Collected data
○ ○ ○
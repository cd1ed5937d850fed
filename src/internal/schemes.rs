use crate::internal::curve::{CurveBN, Params};
use crate::internal::errors::PreErrors;

use std::rc::Rc;

use aead::{Aead, KeyInit, Payload};
use blake2::{Blake2b, Digest};
use chacha20poly1305::{ChaCha20Poly1305, Key, Nonce};
use hkdf::Hkdf;
use openssl::bn::{BigNum, BigNumContext};
use openssl::ec::{EcGroupRef, EcPoint};
use sha2::Sha256;
use sha3::Keccak256;

const DEM_KEYSIZE: usize = 32;
const DEM_NONCE_SIZE: usize = 12;
const DEM_TAG_SIZE: usize = 16;
pub const DEM_MIN_SIZE: usize = DEM_NONCE_SIZE + DEM_TAG_SIZE + 1;
const CUSTOMIZATION_STRING_LENGTH: usize = 64;

/// Domain-separated hash: the customization string is zero-padded to 64
/// bytes and absorbed before any data.
pub trait Hash {
  fn new(customization_string: &[u8]) -> Self;
  fn update(&mut self, data: &[u8]);
  fn finalize(self) -> Vec<u8>;
}

fn padded_customization(customization_string: &[u8]) -> Vec<u8> {
  assert!(
    customization_string.len() <= CUSTOMIZATION_STRING_LENGTH,
    "Customization string is larger than {} characters",
    CUSTOMIZATION_STRING_LENGTH
  );
  let mut padded = customization_string.to_vec();
  padded.resize(CUSTOMIZATION_STRING_LENGTH, 0);
  padded
}

pub struct Blake2bHash {
  digest: Blake2b,
}

impl Hash for Blake2bHash {
  fn new(customization_string: &[u8]) -> Self {
    let mut digest = Blake2b::new();
    digest.update(padded_customization(customization_string));
    Self { digest }
  }

  fn update(&mut self, data: &[u8]) {
    self.digest.update(data);
  }

  fn finalize(self) -> Vec<u8> {
    self.digest.finalize().to_vec()
  }
}

/// 64-byte Keccak: two Keccak256 lanes with distinct one-byte prefixes.
pub struct ExtendedKeccak {
  upper: Keccak256,
  lower: Keccak256,
}

impl Hash for ExtendedKeccak {
  fn new(customization_string: &[u8]) -> Self {
    let padded = padded_customization(customization_string);
    let mut upper = Keccak256::new();
    upper.update(b"\x00");
    upper.update(&padded);
    let mut lower = Keccak256::new();
    lower.update(b"\x01");
    lower.update(&padded);
    Self { upper, lower }
  }

  fn update(&mut self, data: &[u8]) {
    self.upper.update(data);
    self.lower.update(data);
  }

  fn finalize(self) -> Vec<u8> {
    let mut digest = self.upper.finalize().to_vec();
    digest.extend_from_slice(&self.lower.finalize());
    digest
  }
}

pub struct SHA256Hash {
  digest: Sha256,
}

impl Hash for SHA256Hash {
  fn new(customization_string: &[u8]) -> Self {
    let mut digest = Sha256::new();
    digest.update(padded_customization(customization_string));
    Self { digest }
  }

  fn update(&mut self, data: &[u8]) {
    self.digest.update(data);
  }

  fn finalize(self) -> Vec<u8> {
    self.digest.finalize().to_vec()
  }
}

pub fn hash_to_curve_blake(bytes: &[u8], params: &Rc<Params>) -> CurveBN {
  hash_to_curvebn::<Blake2bHash>(bytes, params, None)
}

/// Maps arbitrary bytes to a non-zero scalar: `(H(bytes) mod (n - 1)) + 1`.
pub fn hash_to_curvebn<H>(
  bytes: &[u8],
  params: &Rc<Params>,
  customization_string: Option<&[u8]>,
) -> CurveBN
where
  H: Hash,
{
  let mut customization = b"hash_to_curvebn".to_vec();
  if let Some(c) = customization_string {
    customization.extend_from_slice(c);
  }
  let mut hash = H::new(&customization);
  hash.update(bytes);

  let digest_bn = BigNum::from_slice(&hash.finalize()).expect("Error in BN creation");
  let one = BigNum::from_u32(1).expect("Error in BN creation");
  let mut order_minus_one = BigNum::new().expect("Error in BN creation");
  order_minus_one
    .checked_sub(params.order(), &one)
    .expect("Error in BN subtraction");

  let mut modulo = BigNum::new().expect("Error in BN creation");
  modulo
    .checked_rem(&digest_bn, &order_minus_one, &mut params.ctx().borrow_mut())
    .expect("Error in BN modulo");

  let mut scalar = BigNum::new().expect("Error in BN creation");
  scalar
    .checked_add(&modulo, &one)
    .expect("Error in BN addition");

  CurveBN::from_big_num(&scalar, params)
}

pub fn kdf(base_key: &[u8]) -> Result<Vec<u8>, PreErrors> {
  kdf_args(base_key, None, None)
}

/// HKDF over Blake2b producing a DEM key.
pub fn kdf_args(
  base_key: &[u8],
  salt: Option<&[u8]>,
  info: Option<&[u8]>,
) -> Result<Vec<u8>, PreErrors> {
  let default_salt = vec![0; DEM_KEYSIZE / 8];
  let salt = salt.unwrap_or(&default_salt);
  let info = info.unwrap_or(b"");
  let mut buf = vec![0; DEM_KEYSIZE];
  Hkdf::<Blake2b>::new(Some(salt), base_key)
    .expand(info, &mut buf)
    .map_err(|_| PreErrors::DerivationError)?;
  Ok(buf)
}

/// ChaCha20-Poly1305 with a random nonce prepended to the output.
pub fn dem_encrypt(key: &[u8], plaintext: &[u8], aad: Option<&[u8]>) -> Result<Vec<u8>, PreErrors> {
  if key.len() != DEM_KEYSIZE {
    return Err(PreErrors::EncryptionError);
  }
  let cipher = ChaCha20Poly1305::new(Key::from_slice(key));

  let mut nonce_bytes = [0u8; DEM_NONCE_SIZE];
  getrandom::getrandom(&mut nonce_bytes).map_err(|_| PreErrors::EncryptionError)?;
  let nonce = Nonce::from_slice(&nonce_bytes);
  let payload = Payload {
    msg: plaintext,
    aad: aad.unwrap_or(b""),
  };

  let sealed = cipher
    .encrypt(nonce, payload)
    .map_err(|_| PreErrors::EncryptionError)?;
  let mut ciphertext = nonce_bytes.to_vec();
  ciphertext.extend_from_slice(&sealed);
  Ok(ciphertext)
}

pub fn dem_decrypt(
  key: &[u8],
  ciphertext: &[u8],
  aad: Option<&[u8]>,
) -> Result<Vec<u8>, PreErrors> {
  if key.len() != DEM_KEYSIZE {
    return Err(PreErrors::DecryptionError);
  }
  if ciphertext.len() < DEM_NONCE_SIZE + DEM_TAG_SIZE {
    return Err(PreErrors::CiphertextError);
  }
  let cipher = ChaCha20Poly1305::new(Key::from_slice(key));

  let (nonce, sealed) = ciphertext.split_at(DEM_NONCE_SIZE);
  let payload = Payload {
    msg: sealed,
    aad: aad.unwrap_or(b""),
  };

  cipher
    .decrypt(Nonce::from_slice(nonce), payload)
    .map_err(|_| PreErrors::DecryptionError)
}

/// Try-and-increment hash onto the curve. Only for deriving public
/// constants such as `U`: the loop leaks timing about its input.
pub fn unsafe_hash_to_point<H>(
  data: &[u8],
  label: &[u8],
  group: &EcGroupRef,
  ctx: &mut BigNumContext,
) -> Result<EcPoint, PreErrors>
where
  H: Hash,
{
  let mut to_hash = label.len().to_be_bytes().to_vec();
  to_hash.extend_from_slice(label);
  to_hash.extend_from_slice(&data.len().to_be_bytes());
  to_hash.extend_from_slice(data);

  let curve_key_size_bytes = ((group.degree() + 7) / 8) as usize;

  for i in 0..u32::MAX {
    let mut hash = H::new(b"");
    hash.update(&to_hash);
    hash.update(&(i as usize).to_be_bytes());
    let digest = hash.finalize();

    let sign = if digest[0] & 1 == 0 { 0x02 } else { 0x03 };
    let mut compressed_point = vec![sign];
    compressed_point.extend_from_slice(&digest[1..=curve_key_size_bytes]);

    if let Ok(point) = EcPoint::from_bytes(group, &compressed_point, ctx) {
      return Ok(point);
    }
  }

  Err(PreErrors::GenericError)
}
//! Scratch directory owned by one participant for its lifetime.

use crate::errors::Result;
use crate::policy::PolicyMetadata;

use std::fs;
use std::path::{Path, PathBuf};

use tracing::{debug, warn};

const POLICY_DIR: &str = "policies";

/// Wiped when acquired, removed when dropped.
#[derive(Debug)]
pub struct WorkDir {
    path: PathBuf,
}

impl WorkDir {
    pub fn acquire<P: AsRef<Path>>(path: P) -> Result<Self> {
        let path = path.as_ref().to_path_buf();
        if path.exists() {
            debug!("Wiping previous working directory {}", path.display());
            fs::remove_dir_all(&path)?;
        }
        fs::create_dir_all(path.join(POLICY_DIR))?;
        Ok(WorkDir { path })
    }

    pub fn path(&self) -> &Path {
        &self.path
    }

    fn policy_path(&self, label: &[u8]) -> PathBuf {
        self.path
            .join(POLICY_DIR)
            .join(format!("{}.json", hex::encode(label)))
    }

    /// Keyed by the raw label bytes. Overwrites any record already cached
    /// for the label.
    pub fn cache_policy(&self, label: &[u8], record: &PolicyMetadata) -> Result<PathBuf> {
        let path = self.policy_path(label);
        record.save(&path)?;
        debug!("Cached policy {:?} at {}", record.label, path.display());
        Ok(path)
    }

    pub fn cached_policy(&self, label: &[u8]) -> Result<Option<PolicyMetadata>> {
        let path = self.policy_path(label);
        if !path.exists() {
            return Ok(None);
        }
        PolicyMetadata::load(&path).map(Some)
    }
}

impl Drop for WorkDir {
    fn drop(&mut self) {
        if let Err(err) = fs::remove_dir_all(&self.path) {
            warn!("Could not remove {}: {}", self.path.display(), err);
        }
    }
}

#[cfg(test)]
mod tests {
    use super::*;
    use crate::pre::{new_standard_params, KeyPair, Signer};

    #[test]
    fn acquire_wipes_and_drop_removes() {
        let root = tempfile::tempdir().expect("tempdir");
        let path = root.path().join("tmp");
        fs::create_dir_all(&path).expect("mkdir");
        fs::write(path.join("stale.json"), b"{}").expect("write");

        let workdir = WorkDir::acquire(&path).expect("acquire");
        assert!(!path.join("stale.json").exists());
        assert!(path.join(POLICY_DIR).is_dir());

        drop(workdir);
        assert!(!path.exists());
    }

    #[test]
    fn policy_cache() {
        let params = new_standard_params();
        let root = tempfile::tempdir().expect("tempdir");
        let workdir = WorkDir::acquire(root.path().join("tmp")).expect("acquire");
        assert_eq!(workdir.cached_policy(b"heart-data").expect("lookup"), None);

        let first = PolicyMetadata::new(
            KeyPair::new(&params).public_key(),
            Signer::new(&params).public_key(),
            "heart-data",
        );
        let path = workdir.cache_policy(b"heart-data", &first).expect("cache");
        assert!(path.ends_with("policies/68656172742d64617461.json"));

        let second = PolicyMetadata::new(
            KeyPair::new(&params).public_key(),
            Signer::new(&params).public_key(),
            "heart-data",
        );
        workdir.cache_policy(b"heart-data", &second).expect("cache");
        assert_eq!(workdir.cached_policy(b"heart-data").expect("lookup"), Some(second));
    }

    #[test]
    fn non_utf8_labels_keep_their_own_entry() {
        let params = new_standard_params();
        let root = tempfile::tempdir().expect("tempdir");
        let workdir = WorkDir::acquire(root.path().join("tmp")).expect("acquire");

        let record = PolicyMetadata::new(
            KeyPair::new(&params).public_key(),
            Signer::new(&params).public_key(),
            "\u{fffd}",
        );
        let path = workdir.cache_policy(b"\xff", &record).expect("cache");
        assert!(path.ends_with("policies/ff.json"));
        assert_eq!(workdir.cached_policy(b"\xff").expect("lookup"), Some(record));
        assert_eq!(workdir.cached_policy("\u{fffd}".as_bytes()).expect("lookup"), None);
    }
}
○ ○ ○
WORK ITEM
The expected output is each line of the records above that includes the word "ExtendedKeccak".

OUTPUT OF THE EXERCISE
pub struct ExtendedKeccak {
impl Hash for ExtendedKeccak {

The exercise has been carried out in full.